Outlining the striking contrast between the top and bottom-ranked countries, Save the Children said skilled health workers are present at virtually every birth in Norway, while only one in three births are attended in Niger.
In Norway, a typical girl could expect to receive 18 years of formal education and live to be over 83, while in Niger, girls receive on average only four years of education and live only to 56.
In Norway, 82 percent of women use some modern method of contraception, and only one mother in 175 is likely to lose a child before his or her fifth birthday.
However, only 5 percent of women in Niger are using modern birth control and one child in 7 dies before his or her fifth birthday. The odds suggest every mother in Niger is likely to lose one child in their lifetimes.
Of the 10 countries at the bottom of Save the Children's index, eight are in sub-Saharan Africa: Niger, Guinea-Bissau, Mali, Eritrea, Chad, Sudan, South Sudan and Democratic Republic of Congo. The others are Afghanistan and Yemen.
Four of the bottom 10 countries have witnessed an increase in stunting over the past 20 years, the aid agency said.

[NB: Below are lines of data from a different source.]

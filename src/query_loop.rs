//! Line-oriented query loop behind `quicklaunch search`.
//!
//! Each input line becomes a query edit on a [`SearchSession`] backed by a
//! host channel; once that edit settles, its results are written as one
//! JSON line. The loop ends at end of input and waits for the host server
//! to shut down.

use std::sync::Arc;

use quicklaunch_search::{BrowserApi, SearchPhase, SearchResult};
use tokio::io::{AsyncBufRead, AsyncBufReadExt, AsyncWrite, AsyncWriteExt};

use crate::config::LauncherConfig;
use crate::error::{LauncherError, Result};
use crate::host::channel::host_channel;
use crate::host::handler::PlatformHandler;
use crate::launcher_session;

/// Run queries read from `input` against `platform`, writing each settled
/// result list to `output`.
///
/// # Errors
///
/// Returns an error if the search configuration is invalid, `input` cannot
/// be read, or `output` cannot be written.
pub async fn run_query_loop<R, W, P>(
    input: R,
    mut output: W,
    platform: Arc<P>,
    config: &LauncherConfig,
) -> Result<()>
where
    R: AsyncBufRead + Unpin,
    W: AsyncWrite + Unpin,
    P: PlatformHandler,
{
    let (client, server) = host_channel(platform, &config.host);
    let server_handle = tokio::spawn(server.run());

    let browser: Arc<dyn BrowserApi> = Arc::new(client);
    let mut session = launcher_session(browser, config)?;
    let mut state_rx = session.subscribe();

    let mut lines = input.lines();
    while let Some(line) = lines.next_line().await? {
        session.set_query(line.as_str());
        let generation = session.snapshot().generation();

        let results: Vec<SearchResult> = state_rx
            .wait_for(|s| {
                s.generation() == generation
                    && matches!(s.phase, SearchPhase::Idle | SearchPhase::Settled)
            })
            .await
            .map_err(|e| LauncherError::Channel(format!("search session closed: {e}")))?
            .results
            .clone();

        let json = serde_json::to_string(&results)
            .map_err(|e| LauncherError::Protocol(format!("failed to serialize results: {e}")))?;
        output.write_all(json.as_bytes()).await?;
        output.write_all(b"\n").await?;
        output.flush().await?;
    }

    // Results hold host clients through their select actions; the server
    // only stops once the session, its state and every client are gone.
    drop(state_rx);
    drop(session);
    if let Err(e) = server_handle.await {
        tracing::warn!(error = %e, "host server task failed");
    }
    Ok(())
}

It also detailed a vicious cycle in which mothers, who may have been stunted in childhood, go on to give birth to underweight babies, often struggling to feed them enough nutritious food - with largely irreversible effects.
The report was issued ahead of a May 18-19 meeting of leaders from the G8 group of industrialised nations, where food security will be discussed.
"The 2012 State of the World's Mothers shows clearly that this crisis of chronic malnutrition has devastating effects on both mothers and their children," said Jasmine Whitbread, CEO of Save the Children International, in a statement.
"We urgently need global leadership on malnutrition that results in key nutrition projects being rolled out for mothers and babies to ensure their health and survival."